One of his first jobs at the old DES in 1981 was as assistant to Nancy Trenaman, who was conducting a one-person review of the now defunct Schools Council. The report which Mr Crowne helped to produce was rejected by ministers. It concluded the concept of the Schools Council was sound but that it needed to be streamlined. Instead the Government decided to split its functions and have separate bodies looking after the curriculum and qualifications.

"In my first head-above-the-parapet attempt we failed to convince the powers that be," he says. The Schools Council always had a "dirty" relationship with the DES and ministers, he says. "The final straw was when a senior civil servant discovered that voting was determined outside the actual meetings. We thought we couldn't be associated with that."

Mr Crowne enjoyed working for Rhodes Boyson, the colourful Tory MP for Brent North finding him both "fascinating" and "absolutely infuriating". His redeeming feature was the fact that he always looked after his staff.

Another man Mr Crowne has a lot of time for is John MacGregor. Although he lacked colour, he was a tremendously thorough and conscientious Education Secretary, Mr Crowne says.

Until now he has been responsible for policy under a succession of Conservative ministers. Running the Further Education Development Agency is a very different kind of job. It will take time for Mr Crowne to find his role, and he doesn't have long. He says it will take three to five years to get the agency up and running. "If in five years we're not a very powerful force in further education, we will have failed," he adds.

Mr Crowne's own education was far removed from FE - Latymer Upper, then a direct-grant school in Hammersmith, followed by a history scholarship to Queen's College, Cambridge. His father was a chemistry lecturer and head of department at the City of London Polytechnic. His mother taught history at secondary level. Today he lives in Godalming, Surrey, with his wife, who teaches English at a private school and his three children, aged six to 11. The eldest attends an independent school.

He is described by acquaintances as "able" and "nice". Some call him enigmatic, maybe because of his diffident manner.

Further education expects a lot of Mr Crowne, but is he aware of his audience's impatience? "It is reassuring that people are concerned and want to see an impact," he says. "It shows they think there's a job to be done. Everyone is always impatient for change. Organisationally there's been a lot to do in pulling this together. In the long run that will pay off."

How does he define FEDA's role? It has to be better than the two organisations it replaced, he says. Further education has undergone enormous change in the last three to five years - incorporation, new funding approaches and a much higher profile.

"I still think what has been achieved in FE in the past three years has been seriously under-appreciated - the huge increase in student numbers, the rise in the number of qualifications, changes in the curriculum," he says.

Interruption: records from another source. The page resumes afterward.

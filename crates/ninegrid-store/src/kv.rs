//! Flat string key/value stores.

use std::{
    collections::BTreeMap,
    fs, io,
    path::{Path, PathBuf},
};

/// A flat string-to-string key/value store.
///
/// This is the whole persistence boundary: the save codec and the history
/// ledger read and write plain string fields and never see where they live.
pub trait KeyValueStore {
    /// Returns the value stored under `key`, if any.
    fn get(&self, key: &str) -> Option<&str>;

    /// Stores `value` under `key`, replacing any previous value.
    fn set(&mut self, key: &str, value: String);

    /// Removes `key` and its value, if present.
    fn remove(&mut self, key: &str);
}

/// An in-memory [`KeyValueStore`], for tests and embedding.
#[derive(Debug, Clone, Default)]
pub struct MemoryStore {
    entries: BTreeMap<String, String>,
}

impl MemoryStore {
    /// Creates an empty store.
    #[must_use]
    pub fn new() -> Self {
        Self::default()
    }
}

impl KeyValueStore for MemoryStore {
    fn get(&self, key: &str) -> Option<&str> {
        self.entries.get(key).map(String::as_str)
    }

    fn set(&mut self, key: &str, value: String) {
        self.entries.insert(key.to_owned(), value);
    }

    fn remove(&mut self, key: &str) {
        self.entries.remove(key);
    }
}

/// Error returned when a [`FileStore`] cannot be read or written.
#[derive(Debug, derive_more::Display, derive_more::Error, derive_more::From)]
pub enum StoreError {
    /// The backing file could not be read or written.
    #[display("store I/O error: {_0}")]
    Io(io::Error),
    /// The backing file does not contain a valid JSON object of strings.
    #[display("store file is not valid JSON: {_0}")]
    Json(serde_json::Error),
}

/// A [`KeyValueStore`] persisted as a JSON object in a single file.
///
/// Mutations only touch memory; call [`flush`](Self::flush) to write the
/// store back to disk. A missing file opens as an empty store.
#[derive(Debug)]
pub struct FileStore {
    path: PathBuf,
    entries: BTreeMap<String, String>,
}

impl FileStore {
    /// Opens the store at `path`, loading existing entries if the file
    /// exists.
    ///
    /// # Errors
    ///
    /// Returns an error when the file exists but cannot be read or does not
    /// parse as a JSON string map.
    pub fn open(path: impl Into<PathBuf>) -> Result<Self, StoreError> {
        let path = path.into();
        let entries = match fs::read_to_string(&path) {
            Ok(text) => serde_json::from_str(&text)?,
            Err(err) if err.kind() == io::ErrorKind::NotFound => BTreeMap::new(),
            Err(err) => return Err(err.into()),
        };
        log::debug!("opened store {} with {} entries", path.display(), entries.len());
        Ok(Self { path, entries })
    }

    /// Writes the current entries back to the backing file.
    ///
    /// # Errors
    ///
    /// Returns an error when the file cannot be written.
    pub fn flush(&self) -> Result<(), StoreError> {
        let text = serde_json::to_string_pretty(&self.entries)?;
        fs::write(&self.path, text)?;
        Ok(())
    }

    /// Returns the backing file path.
    #[must_use]
    pub fn path(&self) -> &Path {
        &self.path
    }
}

impl KeyValueStore for FileStore {
    fn get(&self, key: &str) -> Option<&str> {
        self.entries.get(key).map(String::as_str)
    }

    fn set(&mut self, key: &str, value: String) {
        self.entries.insert(key.to_owned(), value);
    }

    fn remove(&mut self, key: &str) {
        self.entries.remove(key);
    }
}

"What it has exposed is that the pace of change and this whole variety of issues that colleges have been dealing does require some solid arrangements for support and development."

The first months of the agency's existence were spent consulting FE colleges and producing a strategy plan, published last October. That document gave FEDA the basis on which to restructure the organisation. Everyone had to reapply for their former jobs, a practice beloved in the private sector. Some staff are leaving, but the majority are staying put.

Mr Crowne has a clear sense of direction and commitment to further education. "I have pinned my career on this," he says. "I want to make a success of it."

He may have been a civil servant all his life, but he was a can-do one amazed by how laid-back the old Department for Education and Science was when he joined in 1978. He has now left Whitehall, but never forget, he listens to The Grateful Dead . . .

Log in or register for FREE to continue reading.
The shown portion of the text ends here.